Document Type : Original Article
Department of Epidemiology and Public Health Medicine, Royal College of Surgeons in Ireland, Dublin, Ireland
Department for Health Evidence, Radboud Institute for Health Sciences, Radboud University Medical Centre, Nijmegen, The Netherlands
Wellbeing and Preventable Chronic Disease Division, Menzies School of Health Research, Brisbane, QLD, Australia
College of Medicine, University of Malawi, Blantyre, Malawi
Department of Health and Society, Wageningen University and Research, Wageningen, The Netherlands
Institute of Global Surgery, Royal College of Surgeons in Ireland, Dublin, Ireland
A functionally effective referral system that links district level hospitals (DLHs) with referral hospitals (RHs) facilitates surgical patients getting timely access to specialist surgical expertise not available locally. Most published studies from low- and middle-income countries (LMICs) have examined only selected aspects of such referral systems, which are often fragmented. Inadequate understanding of their functionality leads to missed opportunities for improvements. This research aimed to investigate the functionality of the referral system for surgical patients in Malawi, a low-income country.
This study, conducted in 2017-2019, integrated principles from two theories. We used network theory to explore interprofessional relationships between DLHs and RHs at referral network, member (hospital) and community levels; and used principles from complex adaptive systems (CAS) theory to unpack the mechanisms of network dynamics. The study employed mixed-methods, specifically surveys (n = 22 DLHs), interviews with clinicians (n = 20), and a database of incoming referrals at two sentinel RHs over a six-month period.
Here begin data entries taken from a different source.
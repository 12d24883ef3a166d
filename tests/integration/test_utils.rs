//! Test utilities for integration tests.
//!
//! Provides a scripted image source whose loads can be held open until a test
//! releases them, a slot that records everything it is shown, and helpers for
//! building small images.

use async_trait::async_trait;
use image::{DynamicImage, GrayImage, Luma};
use std::collections::HashMap;
use std::sync::atomic::{AtomicUsize, Ordering};
use std::sync::{Arc, Mutex};
use std::time::Duration;
use tokio::sync::Notify;

use thumbcache::bitmap::{DecodedImage, TargetSize};
use thumbcache::cache::CacheKey;
use thumbcache::error::{FetchError, LoadError};
use thumbcache::loader::{ImageSlot, SlotId};
use thumbcache::source::ImageSource;

// =============================================================================
// Images
// =============================================================================

/// Grayscale image filled with `value`. One byte per pixel.
pub fn gray_image(width: u32, height: u32, value: u8) -> DecodedImage {
    DecodedImage::new(DynamicImage::ImageLuma8(GrayImage::from_pixel(
        width,
        height,
        Luma([value]),
    )))
}

/// Image whose decoded size is exactly `bytes`.
pub fn image_of_size(bytes: u32, value: u8) -> DecodedImage {
    gray_image(bytes, 1, value)
}

/// First pixel of a grayscale image.
pub fn first_pixel(image: &DecodedImage) -> u8 {
    image.pixels().to_luma8().get_pixel(0, 0).0[0]
}

// =============================================================================
// Scripted Source
// =============================================================================

/// An image source backed by a map of prepared images.
///
/// Keys without an image fail with `NotFound`. A key can be gated, in which
/// case its load waits until [`ScriptedSource::open`] is called for it.
pub struct ScriptedSource {
    images: Mutex<HashMap<String, DecodedImage>>,
    gates: Mutex<HashMap<String, Arc<Notify>>>,
    loads: Mutex<HashMap<String, usize>>,
    delay: Option<Duration>,
    in_flight: AtomicUsize,
    max_in_flight: AtomicUsize,
}

impl ScriptedSource {
    pub fn new() -> Self {
        Self {
            images: Mutex::new(HashMap::new()),
            gates: Mutex::new(HashMap::new()),
            loads: Mutex::new(HashMap::new()),
            delay: None,
            in_flight: AtomicUsize::new(0),
            max_in_flight: AtomicUsize::new(0),
        }
    }

    /// Make every load sleep before answering.
    pub fn with_delay(mut self, delay: Duration) -> Self {
        self.delay = Some(delay);
        self
    }

    pub fn with_image(self, key: &str, image: DecodedImage) -> Self {
        self.images.lock().unwrap().insert(key.to_string(), image);
        self
    }

    /// Hold loads of `key` until [`ScriptedSource::open`] is called.
    pub fn gated(self, key: &str) -> Self {
        self.gates
            .lock()
            .unwrap()
            .insert(key.to_string(), Arc::new(Notify::new()));
        self
    }

    /// Release one pending or future load of `key`.
    pub fn open(&self, key: &str) {
        if let Some(gate) = self.gates.lock().unwrap().get(key) {
            gate.notify_one();
        }
    }

    pub fn image(&self, key: &str) -> DecodedImage {
        self.images.lock().unwrap()[key].clone()
    }

    pub fn load_count(&self, key: &str) -> usize {
        self.loads.lock().unwrap().get(key).copied().unwrap_or(0)
    }

    pub fn total_loads(&self) -> usize {
        self.loads.lock().unwrap().values().sum()
    }

    /// Highest number of loads that were running at the same time.
    pub fn max_in_flight(&self) -> usize {
        self.max_in_flight.load(Ordering::SeqCst)
    }
}

#[async_trait]
impl ImageSource for ScriptedSource {
    async fn load(&self, key: &CacheKey, _target: TargetSize) -> Result<DecodedImage, LoadError> {
        *self
            .loads
            .lock()
            .unwrap()
            .entry(key.as_str().to_string())
            .or_default() += 1;

        let running = self.in_flight.fetch_add(1, Ordering::SeqCst) + 1;
        self.max_in_flight.fetch_max(running, Ordering::SeqCst);

        let gate = self.gates.lock().unwrap().get(key.as_str()).cloned();
        if let Some(gate) = gate {
            gate.notified().await;
        }
        if let Some(delay) = self.delay {
            tokio::time::sleep(delay).await;
        }

        self.in_flight.fetch_sub(1, Ordering::SeqCst);
        self.images
            .lock()
            .unwrap()
            .get(key.as_str())
            .cloned()
            .ok_or_else(|| FetchError::NotFound(key.to_string()).into())
    }
}

// =============================================================================
// Recording Slot
// =============================================================================

#[derive(Debug, Clone)]
pub enum Shown {
    Placeholder(Option<DecodedImage>),
    Image(DecodedImage),
}

/// A slot that remembers every call made on it.
pub struct RecordingSlot {
    id: SlotId,
    shown: Mutex<Vec<Shown>>,
}

impl RecordingSlot {
    pub fn new(id: u64) -> Arc<Self> {
        Arc::new(Self {
            id: SlotId::new(id),
            shown: Mutex::new(Vec::new()),
        })
    }

    pub fn shown(&self) -> Vec<Shown> {
        self.shown.lock().unwrap().clone()
    }

    /// Images delivered to this slot, oldest first.
    pub fn images(&self) -> Vec<DecodedImage> {
        self.shown()
            .into_iter()
            .filter_map(|shown| match shown {
                Shown::Image(image) => Some(image),
                Shown::Placeholder(_) => None,
            })
            .collect()
    }

    pub fn last_image(&self) -> Option<DecodedImage> {
        self.images().pop()
    }

    pub fn placeholder_count(&self) -> usize {
        self.shown()
            .iter()
            .filter(|shown| matches!(shown, Shown::Placeholder(_)))
            .count()
    }
}

impl ImageSlot for RecordingSlot {
    fn slot_id(&self) -> SlotId {
        self.id
    }

    fn show_placeholder(&self, placeholder: Option<&DecodedImage>) {
        self.shown
            .lock()
            .unwrap()
            .push(Shown::Placeholder(placeholder.cloned()));
    }

    fn show_image(&self, image: DecodedImage) {
        self.shown.lock().unwrap().push(Shown::Image(image));
    }
}
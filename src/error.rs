use thiserror::Error;

/// Errors raised while fetching raw image bytes from a remote or local origin
#[derive(Debug, Clone, Error)]
pub enum FetchError {
    /// Transport-level failure (connection refused, TLS, timeout, ...)
    #[error("HTTP error: {0}")]
    Http(String),

    /// Server answered with a non-success status
    #[error("Unexpected status {status} for {url}")]
    Status { status: u16, url: String },

    /// The addressed resource does not exist
    #[error("Not found: {0}")]
    NotFound(String),

    /// Local I/O failure while reading the source
    #[error("I/O error: {0}")]
    Io(String),

    /// The key cannot be interpreted by this fetcher
    #[error("Unsupported key: {0}")]
    UnsupportedKey(String),
}

/// Errors raised while probing or decoding image bytes
#[derive(Debug, Clone, Error)]
pub enum DecodeError {
    /// The bytes could not be parsed as a supported image
    #[error("Failed to decode image: {message}")]
    Unreadable { message: String },

    /// The source contained no bytes at all
    #[error("Empty image source")]
    EmptySource,

    /// Requested target size has a zero dimension
    #[error("Invalid target size {width}x{height}")]
    InvalidTarget { width: u32, height: u32 },
}

/// Errors raised by the memory or disk cache tiers.
///
/// None of these are fatal to a caller: reads that fail are treated as a miss
/// and writes that fail are dropped.
#[derive(Debug, Clone, Error)]
pub enum CacheError {
    /// Disk read/write failure
    #[error("Cache I/O error: {0}")]
    Io(String),

    /// Image could not be compressed for storage
    #[error("Failed to encode image: {message}")]
    Encode { message: String },

    /// Stored bytes could not be decoded back into an image
    #[error("Cached entry is unreadable: {0}")]
    Decode(#[from] DecodeError),

    /// A single item is larger than the whole tier
    #[error("Entry of {size} bytes exceeds cache capacity of {capacity} bytes")]
    CapacityExceeded { size: u64, capacity: u64 },

    /// The journal could not be read or written
    #[error("Journal error: {0}")]
    Journal(String),
}

impl From<std::io::Error> for CacheError {
    fn from(err: std::io::Error) -> Self {
        CacheError::Io(err.to_string())
    }
}

/// Errors that end a load task in the `Failed` state
#[derive(Debug, Clone, Error)]
pub enum LoadError {
    #[error("Fetch failed: {0}")]
    Fetch(#[from] FetchError),

    #[error("Decode failed: {0}")]
    Decode(#[from] DecodeError),

    #[error("Cache failure: {0}")]
    Cache(#[from] CacheError),

    /// Worker thread panicked or was shut down mid-task
    #[error("Worker failure: {0}")]
    Worker(String),
}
Obstacles to referral system functionality in Malawi included weaknesses in formal coordination structures, notably: unclear scope of practice of district surgical teams; lack of referral protocols; lack of referral communication standards; and misaligned organisational practices. Deficiencies in informal relationships included mistrust and uncollaborative operating environments, undermining coordination between DLHs and RHs. Poor system functionality adversely impacted the quality, efficiency and safety of patient referral-related care. Respondents identified aspects of the district-RH relationships, which could be leveraged to build more collaborative and productive inter-professional relationships in the future.
Multi-level interventions are needed to address failures at both ends of the referral pathway. This study captured new insights into longstanding problems in referral systems in resource-limited settings, contributing to a better understanding of how to build more functional systems to optimise the continuum and quality of surgical care for rural populations in similar settings.